Le riprese sono di fatto la manifestazione del diritto di partecipazione democratica, uno strumento per facilitare l’esercizio dei diritti politici e civili, sia individuali che collettivi. Per questo motivo quella di Cittadini al Lavoro non è una richiesta fine a se stessa, bensì il rispetto di un diritto di tutti i cittadini, chiamati ad eleggere il proprio rappresentante ma anche a vigilare sul suo operato. Si ricorda che tutti i consiglieri sono pubblicamente eletti e svolgono una funzione politica durante il Consiglio Comunale, funzione per la quale ricevono un compenso dai contribuenti.

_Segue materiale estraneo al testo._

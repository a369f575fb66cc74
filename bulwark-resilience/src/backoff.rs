//! Backoff strategies for retry policies

use rand::Rng;
use serde::{Deserialize, Serialize};
use std::str::FromStr;
use std::time::Duration;

/// Backoff strategy for retries
#[derive(Debug, Clone, Copy, PartialEq, Eq, Default, Serialize, Deserialize)]
#[serde(rename_all = "snake_case")]
pub enum BackoffStrategy {
    /// Doubling delay: initial_delay * 2^attempt
    #[default]
    Exponential,

    /// Linear increase: initial_delay * (attempt + 1)
    Linear,

    /// Fixed delay between retries
    Fixed,
}

impl FromStr for BackoffStrategy {
    type Err = String;

    fn from_str(s: &str) -> Result<Self, Self::Err> {
        match s.to_lowercase().as_str() {
            "exponential" => Ok(BackoffStrategy::Exponential),
            "linear" => Ok(BackoffStrategy::Linear),
            "fixed" => Ok(BackoffStrategy::Fixed),
            _ => Err(format!("Invalid backoff strategy: {}", s)),
        }
    }
}

impl std::fmt::Display for BackoffStrategy {
    fn fmt(&self, f: &mut std::fmt::Formatter<'_>) -> std::fmt::Result {
        match self {
            BackoffStrategy::Exponential => write!(f, "exponential"),
            BackoffStrategy::Linear => write!(f, "linear"),
            BackoffStrategy::Fixed => write!(f, "fixed"),
        }
    }
}

/// Backoff delay calculator
#[derive(Debug, Clone)]
pub struct BackoffCalculator {
    strategy: BackoffStrategy,
    initial_delay: Duration,
    max_delay: Duration,
    jitter_factor: f64,
}

impl BackoffCalculator {
    /// Create a new backoff calculator. `jitter_factor` is clamped to [0, 1].
    pub fn new(
        strategy: BackoffStrategy,
        initial_delay: Duration,
        max_delay: Duration,
        jitter_factor: f64,
    ) -> Self {
        let jitter_factor = if jitter_factor.is_finite() {
            jitter_factor.clamp(0.0, 1.0)
        } else {
            0.0
        };

        Self {
            strategy,
            initial_delay,
            max_delay,
            jitter_factor,
        }
    }

    /// Calculate the jittered delay to wait after the failed `attempt` (0-indexed)
    pub fn calculate_delay(&self, attempt: u32) -> Duration {
        self.apply_jitter(self.base_delay(attempt))
    }

    /// Delay before jitter is applied
    pub fn base_delay(&self, attempt: u32) -> Duration {
        match self.strategy {
            BackoffStrategy::Fixed => self.initial_delay,

            BackoffStrategy::Linear => attempt
                .checked_add(1)
                .and_then(|factor| self.initial_delay.checked_mul(factor))
                .unwrap_or(self.max_delay)
                .min(self.max_delay),

            BackoffStrategy::Exponential => 2u32
                .checked_pow(attempt)
                .and_then(|factor| self.initial_delay.checked_mul(factor))
                .unwrap_or(self.max_delay)
                .min(self.max_delay),
        }
    }

    fn apply_jitter(&self, delay: Duration) -> Duration {
        if self.jitter_factor == 0.0 {
            return delay;
        }

        let mut rng = rand::thread_rng();
        let offset = rng.gen_range(-self.jitter_factor..=self.jitter_factor);
        let scaled = (delay.as_secs_f64() * (1.0 + offset)).max(0.0);
        Duration::try_from_secs_f64(scaled).unwrap_or(delay)
    }
}

#[cfg(test)]
mod tests {
    use super::*;

    fn calculator(strategy: BackoffStrategy, max_ms: u64) -> BackoffCalculator {
        BackoffCalculator::new(
            strategy,
            Duration::from_millis(100),
            Duration::from_millis(max_ms),
            0.0,
        )
    }

    #[test]
    fn test_fixed_backoff() {
        let calc = calculator(BackoffStrategy::Fixed, 1_000);

        assert_eq!(calc.calculate_delay(0), Duration::from_millis(100));
        assert_eq!(calc.calculate_delay(1), Duration::from_millis(100));
        assert_eq!(calc.calculate_delay(10), Duration::from_millis(100));
    }

    #[test]
    fn test_linear_backoff() {
        let calc = calculator(BackoffStrategy::Linear, 1_000);

        assert_eq!(calc.calculate_delay(0), Duration::from_millis(100));
        assert_eq!(calc.calculate_delay(1), Duration::from_millis(200));
        assert_eq!(calc.calculate_delay(4), Duration::from_millis(500));
        assert_eq!(calc.calculate_delay(20), Duration::from_secs(1)); // Capped at max
    }

    #[test]
    fn test_exponential_backoff() {
        let calc = calculator(BackoffStrategy::Exponential, 10_000);

        assert_eq!(calc.calculate_delay(0), Duration::from_millis(100));
        assert_eq!(calc.calculate_delay(1), Duration::from_millis(200));
        assert_eq!(calc.calculate_delay(2), Duration::from_millis(400));
        assert_eq!(calc.calculate_delay(3), Duration::from_millis(800));
    }

    #[test]
    fn test_max_delay_cap() {
        let calc = calculator(BackoffStrategy::Exponential, 500);

        assert_eq!(calc.calculate_delay(2), Duration::from_millis(400));
        assert_eq!(calc.calculate_delay(3), Duration::from_millis(500)); // Capped
        assert_eq!(calc.calculate_delay(64), Duration::from_millis(500)); // No overflow
    }

    #[test]
    fn test_jitter_bounds() {
        let calc = BackoffCalculator::new(
            BackoffStrategy::Fixed,
            Duration::from_millis(1000),
            Duration::from_secs(10),
            0.2,
        );

        for _ in 0..50 {
            let delay = calc.calculate_delay(0);
            assert!(delay >= Duration::from_millis(799));
            assert!(delay <= Duration::from_millis(1201));
        }
    }

    #[test]
    fn test_full_jitter_never_negative() {
        let calc = BackoffCalculator::new(
            BackoffStrategy::Fixed,
            Duration::from_millis(10),
            Duration::from_secs(1),
            7.5, // clamped to 1.0
        );

        for _ in 0..50 {
            assert!(calc.calculate_delay(0) <= Duration::from_millis(21));
        }
    }

    #[test]
    fn test_parse_strategy() {
        assert_eq!("LINEAR".parse::<BackoffStrategy>(), Ok(BackoffStrategy::Linear));
        assert!("fibonacci".parse::<BackoffStrategy>().is_err());
    }
}
use super::*;

use core::fmt::{self, Debug, Display, LowerExp};
use core::str::FromStr;

use thiserror::Error;

/// The error returned when parsing a [`Decimal`] from a string fails.
#[derive(Error, Debug, Clone, Copy, PartialEq, Eq)]
pub enum ParseDecimalError {
  #[error("cannot parse decimal from empty string")]
  Empty,
  #[error("invalid digit found in decimal")]
  InvalidDigit,
  #[error("invalid exponent in decimal")]
  InvalidExponent,
}

/// The error returned when parsing a [`Rounding`] from a string fails.
#[derive(Error, Debug, Clone, PartialEq, Eq)]
#[error("unknown rounding mode {0:?} (expected one of half-up, half-even, half-down, up, down, ceiling, floor)")]
pub struct ParseRoundingError(String);

/// Write `count` zeros, without building them all in memory.
fn write_zeros(f: &mut fmt::Formatter<'_>, count: u64) -> fmt::Result {
  const ZEROS: &str = "0000000000000000000000000000000000000000000000000000000000000000";
  let mut left = count;
  while left > 0 {
    let n = left.min(ZEROS.len() as u64);
    f.write_str(&ZEROS[.. n as usize])?;
    left -= n;
  }
  Ok(())
}

impl Display for Decimal {
  /// Plain (non-scientific) notation, keeping all digits of the coefficient, e.g. `0.0012300`
  /// for `12300 × 10^-7`.
  fn fmt(&self, f: &mut fmt::Formatter<'_>) -> fmt::Result {
    let digits = (&self.coefficient).unsigned_abs().to_string();
    let sign = if self.is_negative() { "-" } else { "" };
    if self.exponent >= 0 {
      write!(f, "{sign}{digits}")?;
      write_zeros(f, self.exponent.unsigned_abs())
    } else {
      let scale = self.exponent.unsigned_abs() as usize;
      if digits.len() > scale {
        let (int, frac) = digits.split_at(digits.len() - scale);
        write!(f, "{sign}{int}.{frac}")
      } else {
        write!(f, "{sign}0.")?;
        write_zeros(f, (scale - digits.len()) as u64)?;
        f.write_str(&digits)
      }
    }
  }
}

impl LowerExp for Decimal {
  /// Scientific notation with all digits of the coefficient, e.g. `1.2300e-3` for
  /// `12300 × 10^-7`.
  fn fmt(&self, f: &mut fmt::Formatter<'_>) -> fmt::Result {
    let digits = (&self.coefficient).unsigned_abs().to_string();
    let sign = if self.is_negative() { "-" } else { "" };
    let exponent = i128::from(self.exponent) + digits.len() as i128 - 1;
    let (first, rest) = digits.split_at(1);
    if rest.is_empty() {
      write!(f, "{sign}{first}e{exponent}")
    } else {
      write!(f, "{sign}{first}.{rest}e{exponent}")
    }
  }
}

impl Debug for Decimal {
  fn fmt(&self, f: &mut fmt::Formatter<'_>) -> fmt::Result {
    f.debug_tuple("Decimal")
      .field(&format_args!("{}e{}", self.coefficient, self.exponent))
      .finish()
  }
}

impl FromStr for Decimal {
  type Err = ParseDecimalError;

  /// Parse `[+-]digits[.digits][(e|E)[+-]digits]`, with at least one digit before or after the
  /// point. The representation is kept: `"1.50"` has coefficient 150 and exponent -2. The
  /// resulting exponent must not exceed [`Decimal::MAX_EXPONENT`] in magnitude.
  fn from_str(s: &str) -> Result<Self, Self::Err> {
    if s.is_empty() {
      return Err(ParseDecimalError::Empty)
    }
    let (negative, s) = match s.as_bytes()[0] {
      b'-' => (true, &s[1..]),
      b'+' => (false, &s[1..]),
      _ => (false, s),
    };
    let (mantissa, exponent) = match s.find(['e', 'E']) {
      Some(i) => {
        let exponent = s[i + 1..].parse::<i64>().map_err(|_| ParseDecimalError::InvalidExponent)?;
        (&s[..i], exponent)
      }
      None => (s, 0),
    };
    let (int, frac) = mantissa.split_once('.').unwrap_or((mantissa, ""));
    let is_digits = |part: &str| part.bytes().all(|b| b.is_ascii_digit());
    if int.len() + frac.len() == 0 || !is_digits(int) || !is_digits(frac) {
      return Err(ParseDecimalError::InvalidDigit)
    }

    let digits = format!("{int}{frac}");
    let digits = match digits.trim_start_matches('0') {
      "" => "0",
      significant => significant,
    };
    let magnitude: Natural = digits.parse().map_err(|_| ParseDecimalError::InvalidDigit)?;
    let exponent = i128::from(exponent) - frac.len() as i128;
    if exponent.unsigned_abs() > Self::MAX_EXPONENT.unsigned_abs() as u128 {
      return Err(ParseDecimalError::InvalidExponent)
    }
    Ok(Self::from_parts(negative, magnitude, exponent as i64))
  }
}

impl Rounding {
  /// All rounding modes.
  pub const ALL: [Self; 7] = [
    Self::HalfUp,
    Self::HalfEven,
    Self::HalfDown,
    Self::Up,
    Self::Down,
    Self::Ceiling,
    Self::Floor,
  ];

  /// The name used by [`FromStr`] and [`Display`].
  pub fn name(self) -> &'static str {
    match self {
      Self::HalfUp => "half-up",
      Self::HalfEven => "half-even",
      Self::HalfDown => "half-down",
      Self::Up => "up",
      Self::Down => "down",
      Self::Ceiling => "ceiling",
      Self::Floor => "floor",
    }
  }
}

impl Display for Rounding {
  fn fmt(&self, f: &mut fmt::Formatter<'_>) -> fmt::Result {
    f.write_str(self.name())
  }
}

impl FromStr for Rounding {
  type Err = ParseRoundingError;

  /// Parse a mode by [name](Rounding::name), ignoring case and accepting `_` for `-`.
  fn from_str(s: &str) -> Result<Self, Self::Err> {
    let name = s.to_ascii_lowercase().replace('_', "-");
    Self::ALL.into_iter()
      .find(|mode| mode.name() == name)
      .ok_or_else(|| ParseRoundingError(s.to_owned()))
  }
}
use core::fmt;
use core::num::FpCategory;

use thiserror::Error;

/// Errors returned by the operations in this crate. They are all detected up front, before any
/// computation takes place.
#[derive(Error, Debug, Clone, Copy, PartialEq, Eq)]
pub enum Error {
  /// The input is not a string of exactly 32 `'0'`/`'1'` characters.
  #[error("malformed bit string: {0}")]
  MalformedBitString(BitStringDefect),

  /// The bit pattern does not encode a normalised number: its exponent field is all zeros (a
  /// subnormal or a zero) or all ones (an infinity or a NaN).
  #[error("unsupported {category:?} bit pattern: only normalised values have an exact decimal reconstruction")]
  UnsupportedSubnormal { category: FpCategory },

  /// A π estimation was requested with 0 steps.
  #[error("step count must be positive")]
  InvalidStepCount,

  /// A decimal context was requested with 0 digits of precision.
  #[error("decimal precision must be a positive number of digits")]
  InvalidPrecision,

  /// A rational number whose reduced denominator has prime factors other than 2 and 5 (e.g.
  /// `1/3`) has no finite decimal expansion.
  #[error("rational number has no terminating decimal expansion")]
  NonTerminating,

  /// Infinities and NaNs have no decimal value.
  #[error("non-finite float has no decimal value")]
  NonFinite,

  /// A timing run was requested with 0 repetitions.
  #[error("number of repetitions must be positive")]
  ZeroRepetitions,
}

/// What is wrong with a malformed bit string.
#[derive(Debug, Clone, Copy, PartialEq, Eq)]
pub enum BitStringDefect {
  /// It has this many characters instead of 32.
  Length(usize),
  /// The character at `index` is neither `'0'` nor `'1'`.
  Character { index: usize, found: char },
}

impl fmt::Display for BitStringDefect {
  fn fmt(&self, f: &mut fmt::Formatter<'_>) -> fmt::Result {
    match self {
      Self::Length(len) => write!(f, "expected 32 bits, found {len} characters"),
      Self::Character { index, found } => write!(f, "expected '0' or '1' at position {index}, found {found:?}"),
    }
  }
}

Pertanto essi devono rispondere a tutti i cittadini del loro operato ed i cittadini devono poter venire a conoscenza dell’attività amministrativa delle loro persone elette, anche con mezzi informatici e multimediali.

“Viviamo in un periodo di grande sfiducia nel mondo della politica in generale ed un intervento che avvicini l’amministrazione alla cittadinanza potrebbe essere utile ad aumentare la partecipazione dei cittadini alla vita politica – conclude Gervasi. Numerose amministrazioni locali, anche nella nostra provincia, hanno adottato la decisione di rendere pubblico il Consiglio comunale, perché non può farlo il Comune di Sabaudia?”.

Le registrazioni audio e video, da pubblicare sul sito del Comune, possono avvenire sfruttando le tecnologie e le infrastrutture già in possesso dell’amministrazione, con costi, di conseguenza, davvero minimi:  hardware già a disposizione, software open source, una comunissima webcam ed una connessione ad internet già disponibile all’interno del Municipio e tra l’altro anche all’interno dell’aula consiliare. La videoregistrazione, inoltre, essendo realizzata al solo scopo documentativo e dovendo essere adattata ad una distribuzione via Internet (quindi con requisiti qualitativi modesti), può essere effettuata da una postazione fissa senza la necessità di un operatore specializzato.

Un atto di buon senso che non ha altro scopo se non quello di garantire la pubblicità e la trasparenza degli atti e delle sedute pubbliche, nonché la partecipazione diretta e indiretta dei cittadini alla vita politica cittadina.